Around the web: Online derailment

Phil Hamilton continues his journey around the web with a visit to the website of the Rail, Maritime and Transport union

Once again over the last week, Bob Crow of the Rail, Maritime and Transport union has been grabbing the headlines for his uncompromising opposition to New Labour. Indeed the ruling class and their Fleet Street hacks have reason to be concerned, when you consider that the RMT has a strategic importance way beyond what the union’s membership of 60,000 suggests.

Logging onto the union’s website, first impressions are dull and colourless. It is not that the site is shabby, but it does come over as sanitised. The home page consists of one screen, a few photographs, a couple of features, and 20 or so links. In other words, a fairly dull but professionally built site that conforms to a standardised corporate design template.

Starting with the features, ‘What’s new?’ is a very brief statement advertising the July 15 ‘Save mail on rail’ lobby of parliament and website. The next box is the latest press release (from June 16, three weeks out of date), dealing with the shambles that is the Strategic Rail Authority and forthrightly attacking “the privateers that have sucked out billions from the industry in profits”.

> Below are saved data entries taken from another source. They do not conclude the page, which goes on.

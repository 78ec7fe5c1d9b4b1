// File: src/core/tokenizer.rs
use crate::core::types::Token;
use crate::error::ResourceError;
use regex::Regex;
use std::collections::HashSet;
use std::fs;
use std::path::Path;
use std::sync::OnceLock;

/// Characters stripped from both ends of a word to get its core.
pub const STRIP_CHARS: &[char] = &[
    '.', ',', '!', '?', ';', ':', '"', '\'', '(', ')', '[', ']', '{', '}',
];

/// Abbreviation list shipped with the crate; installed into the data
/// directory by the provisioner when missing.
pub const BUNDLED_ABBREVIATIONS: &str = include_str!("../../resources/english_abbrev.txt");

/// Strippable pieces that belong to the word after them.
const OPENERS: &[&str] = &["(", "[", "{"];

/// Splits a sentence into word tokens.
///
/// With an abbreviation list the text is first cut into sentences and each
/// sentence goes through Treebank-style rules that separate punctuation from
/// words. Without one, the text is split on whitespace only.
#[derive(Debug, Clone)]
pub struct WordTokenizer {
    abbreviations: Option<HashSet<String>>,
}

impl WordTokenizer {
    pub fn treebank(abbreviations: HashSet<String>) -> Self {
        Self {
            abbreviations: Some(abbreviations),
        }
    }

    /// Degraded tokenizer used when the abbreviation resource is unavailable.
    pub fn whitespace() -> Self {
        Self { abbreviations: None }
    }

    pub fn load(path: &Path) -> Result<Self, ResourceError> {
        if !path.is_file() {
            return Err(ResourceError::Missing {
                name: "tokenizer abbreviations",
                path: path.to_path_buf(),
            });
        }
        let text = fs::read_to_string(path).map_err(|source| ResourceError::Io {
            path: path.to_path_buf(),
            source,
        })?;
        Ok(Self::treebank(parse_abbreviations(&text)))
    }

    pub fn is_language_aware(&self) -> bool {
        self.abbreviations.is_some()
    }

    /// Raw pieces, punctuation separated where the rules allow it.
    pub fn split_words(&self, text: &str) -> Vec<String> {
        let Some(abbreviations) = &self.abbreviations else {
            return text.split_whitespace().map(str::to_string).collect();
        };

        split_sentences(text, abbreviations)
            .iter()
            .flat_map(|sentence| treebank_words(sentence))
            .collect()
    }

    /// Pieces turned into tokens. Pieces made only of `STRIP_CHARS` are folded
    /// into their neighbours; any other symbol stays a token of its own.
    pub fn tokenize(&self, text: &str) -> Vec<Token> {
        assemble(self.split_words(text))
    }
}

pub fn parse_abbreviations(text: &str) -> HashSet<String> {
    text.lines()
        .map(str::trim)
        .filter(|line| !line.is_empty() && !line.starts_with('#'))
        .map(|line| line.trim_end_matches('.').to_lowercase())
        .collect()
}

/// Three-way split of one piece into leading punctuation, core and trailing
/// punctuation.
pub fn split_punctuation(piece: &str) -> Token {
    let start = piece.len() - piece.trim_start_matches(STRIP_CHARS).len();
    let rest = &piece[start..];
    let core = rest.trim_end_matches(STRIP_CHARS);
    Token {
        leading: piece[..start].to_string(),
        core: core.to_string(),
        trailing: rest[core.len()..].to_string(),
    }
}

fn is_strippable(piece: &str) -> bool {
    piece.trim_matches(STRIP_CHARS).is_empty()
}

fn assemble(pieces: Vec<String>) -> Vec<Token> {
    let mut tokens: Vec<Token> = Vec::with_capacity(pieces.len());
    let mut pending = String::new();
    let mut quote_open = false;

    for piece in pieces {
        if is_strippable(&piece) {
            let opens = if piece == "\"" {
                quote_open = !quote_open;
                quote_open
            } else {
                OPENERS.contains(&piece.as_str())
            };
            match tokens.last_mut() {
                Some(last) if !opens && pending.is_empty() => last.trailing.push_str(&piece),
                _ => pending.push_str(&piece),
            }
            continue;
        }

        let mut token = split_punctuation(&piece);
        if !pending.is_empty() {
            token.leading.insert_str(0, &pending);
            pending.clear();
        }
        tokens.push(token);
    }

    if !pending.is_empty() {
        match tokens.last_mut() {
            Some(last) => last.trailing.push_str(&pending),
            None => tokens.push(Token {
                leading: pending,
                ..Token::default()
            }),
        }
    }
    tokens
}

fn split_sentences(text: &str, abbreviations: &HashSet<String>) -> Vec<String> {
    let mut sentences = Vec::new();
    let mut current: Vec<&str> = Vec::new();

    for word in text.split_whitespace() {
        current.push(word);
        if ends_sentence(word, abbreviations) {
            sentences.push(current.join(" "));
            current.clear();
        }
    }
    if !current.is_empty() {
        sentences.push(current.join(" "));
    }
    sentences
}

fn ends_sentence(word: &str, abbreviations: &HashSet<String>) -> bool {
    let trimmed = word.trim_end_matches(|c: char| matches!(c, '"' | '\'' | ')' | ']' | '}'));
    match trimmed.chars().last() {
        Some('?') | Some('!') => true,
        Some('.') => {
            let stem = trimmed
                .trim_end_matches('.')
                .trim_start_matches(|c: char| !c.is_alphanumeric());
            let initial = stem.chars().count() == 1 && stem.chars().all(char::is_alphabetic);
            !initial && !abbreviations.contains(stem)
        }
        _ => false,
    }
}

fn treebank_rules() -> &'static [(Regex, &'static str)] {
    static RULES: OnceLock<Vec<(Regex, &'static str)>> = OnceLock::new();
    RULES.get_or_init(|| {
        [
            (r#"""#, r#" " "#),
            (r"([:,])([^\d])", " ${1} ${2}"),
            (r"([:,])$", " ${1} "),
            (r"\.\.\.", " ... "),
            (r"[;@#$%&]", " ${0} "),
            (r#"([^\.])(\.)([\]\)}>"']*)\s*$"#, "${1} ${2}${3} "),
            (r"[?!]", " ${0} "),
            (r"([^'])' ", "${1} ' "),
            (r"[\]\[\(\)\{\}<>]", " ${0} "),
            (r"--", " -- "),
            (r"([^' ])('[sS]|'[mM]|'[dD]|') ", "${1} ${2} "),
            (r"([^' ])('ll|'LL|'re|'RE|'ve|'VE|n't|N'T) ", "${1} ${2} "),
        ]
        .into_iter()
        .filter_map(|(pattern, replacement)| match Regex::new(pattern) {
            Ok(regex) => Some((regex, replacement)),
            Err(e) => {
                tracing::error!("invalid tokenizer rule {:?}: {}", pattern, e);
                None
            }
        })
        .collect()
    })
}

fn treebank_words(sentence: &str) -> Vec<String> {
    let mut text = format!(" {} ", sentence);
    for (regex, replacement) in treebank_rules() {
        text = regex.replace_all(&text, *replacement).into_owned();
    }
    text.split_whitespace().map(str::to_string).collect()
}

Turning to the navigation column, ‘Join the RMT’ and ‘RMT home’ are self-explanatory. ‘Tell your friends’ enables you to send a standardised email to a number of addresses. The message itself is an uncontentious outline of who the RMT represents, what it does, and makes the usual inclusive noises around race, gender and sexuality (though curiously, the union is only spoken about in the third person). Leaving out the members-only ‘Pay and conditions database’, ‘About the RMT’ adds a little more flesh to the bare bones of the introductory email. Split into four parts, we are treated to a series of short statements providing vague outlines of union activities, structures and history. ‘Services and benefits’ focuses on the financial benefits accruing to a member (or their family) in the event of accidents, retirement and death; and ‘Who to contact’ provides a national breakdown of regional offices.

Likewise, the news section is split into four. ‘Latest news’ carries RMT press releases from the last year and appears to be regularly updated (the last item being entered on June 30). The ‘Press archive’ holds more items running back to January 2002. ‘RMT news’ and its archive carries 10 editions of the union’s magazine. Unfortunately they are only available in pdf at present.

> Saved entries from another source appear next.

// File: src/lemma/mod.rs
pub mod morphy;

use crate::core::types::PartOfSpeech;

pub use morphy::WordNet;

/// Reduces an inflected word to its dictionary form.
///
/// Implementations return the word unchanged when no lemma is known.
pub trait Lemmatize: Send + Sync {
    fn lemmatize(&self, word: &str, pos: PartOfSpeech) -> String;

    /// Lemma without a part-of-speech hint. WordNet treats this as a noun.
    fn lemmatize_default(&self, word: &str) -> String {
        self.lemmatize(word, PartOfSpeech::Noun)
    }
}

Skipping the members-only services pages, the links grouped under ‘Your workplace’ are a genuinely useful addition to all concerned with the transport industry. The four specialist sections on rail, tube, road and shipping each contain dozens of press releases and union circulars on latest legislation, recognition battles, changing employment conditions, etc. It is to be regretted that the blank page greeting those who click on ‘Newsletters’ mars this crucial online resource. Nonetheless these pages deserve bookmarking and regular viewing.

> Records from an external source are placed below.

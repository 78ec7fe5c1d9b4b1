pub mod candidates;
pub mod engine;
pub mod lexicon;
pub mod resolver;
pub mod seed;
pub mod tokenizer;
pub mod types;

‘Legal issues’ offer basic legal advice concerning employment tribunals, police powers and the services available from the union. ‘Equality issues’ take on a similar format, outlining the RMT’s policies, how to deal with cases of discrimination, and frequently asked questions on regulations covering parental leave. These pages could do with updating, as there is a call for ‘harassment representative’ applications, but unfortunately the positions closed last September. ‘Political campaigning’ provides a general account of the RMT’s historical relationship with Labour (but has yet to be updated to reflect its reduction of party funding). Once again, this is another area stuck in a time warp - the March 29 demo to repeal union laws is the most recent action advertised.

‘Health and safety’, ‘Research’, ‘Education’ and ‘Pensions’ contain further FAQs, policy proposals and detailed employment information. Though once more the tendency not to update rears its ugly head on one or two occasions. ‘The constitution’ pages have been static since January, but give a comprehensive run-down of all the RMT’s elected positions. More interesting is a full online edition of the rule book, which covers all aspects of the union, from the general secretary to orphan benefit. Finally, we come to the ‘useful links’ section, which is very much a mixed bag. Tribune and Anti-Nazi League links sit uneasily with Bridge McFarland solicitors and “endorsed” credit card information.

The RMT website is a hit and miss affair. It is certainly an important transport-related resource for the wider labour movement, but the failure to update all its pages consistently amounts to an online derailment.